Background. Hepatitis C virus (HCV) nondetectability in the liver may predict a sustained viral response (SVR) in patients with an end of treatment response. HCV RNA can be detected in liver tissue by in situ hybridization (ISH). Aim. To determine if HCV nondetectability in liver allografts by ISH can predict SVR in patients who cleared virus serologically on treatment. Methods. Twenty five patients with undetectable serum HCV on Interferon/Ribavirin therapy for HCV recurrence post liver transplant (LT) were studied.
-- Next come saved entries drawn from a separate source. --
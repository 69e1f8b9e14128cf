//! Owned-resource port: anything a mount must release on teardown.

use async_trait::async_trait;
use serde::{Deserialize, Serialize};
use std::fmt;
use std::sync::Arc;
use thiserror::Error;

/// Result type for resource release.
pub type ReleaseResult<T> = Result<T, ReleaseError>;

/// How a resource behaves when its managing task disappears.
#[derive(Debug, Clone, Copy, PartialEq, Eq, Hash, Serialize, Deserialize)]
#[serde(rename_all = "snake_case")]
pub enum Persistence {
    /// Vanishes with the process or task that owns it (connections, helper
    /// tasks). Release may be cancelled.
    Ephemeral,
    /// Keeps consuming host resources on its own (subprocesses,
    /// containers). Release must survive cancellation.
    External,
}

impl Persistence {
    /// Returns the canonical string representation.
    #[must_use]
    pub const fn as_str(self) -> &'static str {
        match self {
            Self::Ephemeral => "ephemeral",
            Self::External => "external",
        }
    }
}

impl fmt::Display for Persistence {
    fn fmt(&self, formatter: &mut fmt::Formatter<'_>) -> fmt::Result {
        formatter.write_str(self.as_str())
    }
}

/// A resource exclusively owned by one mount.
///
/// Each registered resource is released exactly once: either through
/// [`OwnedResource::release`], or, for [`Persistence::External`]
/// resources whose asynchronous release failed or timed out, through
/// [`OwnedResource::release_blocking`].
#[async_trait]
pub trait OwnedResource: Send + Sync {
    /// Human-readable label used in logs and leak reports.
    fn label(&self) -> &str;

    /// Persistence class, which selects the release discipline.
    fn persistence(&self) -> Persistence;

    /// Releases the resource.
    ///
    /// # Errors
    ///
    /// Returns a [`ReleaseError`] when the resource could not be released.
    async fn release(&self) -> ReleaseResult<()>;

    /// Releases the resource synchronously.
    ///
    /// Runs on the blocking pool as a fallback for external resources and
    /// when a scope is dropped outside a runtime.
    ///
    /// # Errors
    ///
    /// Returns [`ReleaseError::NoBlockingRelease`] unless overridden.
    fn release_blocking(&self) -> ReleaseResult<()> {
        Err(ReleaseError::NoBlockingRelease(self.label().to_owned()))
    }
}

/// Errors returned while releasing a resource.
#[derive(Debug, Clone, Error)]
pub enum ReleaseError {
    /// The release failed with an underlying error.
    #[error("release failed: {0}")]
    Failed(Arc<dyn std::error::Error + Send + Sync>),

    /// The resource refused or could not complete the release.
    #[error("release rejected: {0}")]
    Rejected(String),

    /// The resource has no synchronous release path.
    #[error("no blocking release available for {0}")]
    NoBlockingRelease(String),

    /// A process survived the kill signal past its grace period.
    #[error("{0} is still running after kill")]
    StillRunning(String),

    /// The asynchronous release did not finish in time.
    #[error("release of {resource} timed out after {timeout_ms}ms")]
    TimedOut {
        /// Resource label.
        resource: String,
        /// Timeout in milliseconds.
        timeout_ms: u64,
    },
}

impl ReleaseError {
    /// Wraps an underlying error.
    pub fn failed(err: impl std::error::Error + Send + Sync + 'static) -> Self {
        Self::Failed(Arc::new(err))
    }

    /// Creates a rejection from a message.
    pub fn rejected(message: impl Into<String>) -> Self {
        Self::Rejected(message.into())
    }
}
All had biopsies at 4 months post LT (baseline) and follow up with HCV ISH analysis performed. Results. 10 were ISH positive (group 1); 15 were ISH negative (group 2). Groups 1 and 2 had similar patient, donor, and viral characteristics at LT, as well as treatment duration at the time of the ISH assayed liver biopsy (13 +/- 16 versus 10 +/- 4 months P = .24). However, group 1 had longer total treatment duration (24 +/- 10 versus 14 +/- 5 months, P = .001). Eight (80%) group 1 and 9 (60%) group 2 patients achieved SVR. Mean grade and stage (modified Ishak score) were similar at 4 months, however, group 1 had higher grade (3 +/- 1.7 versus 1.6 +/- 1.3, P = .039) and stage (1.4 +/- 1.4 versus 0.5 +/- 0.6, P = .084) on the ISH assayed biopsy, after similar post LT intervals (23 +/- 10 versus 24 +/- 12 months, P = .91). Conclusion. Allograft HCV ISH nondetectability does not predict SVR in treatment responsive HCV recurrence, but is associated with less severe histologic disease.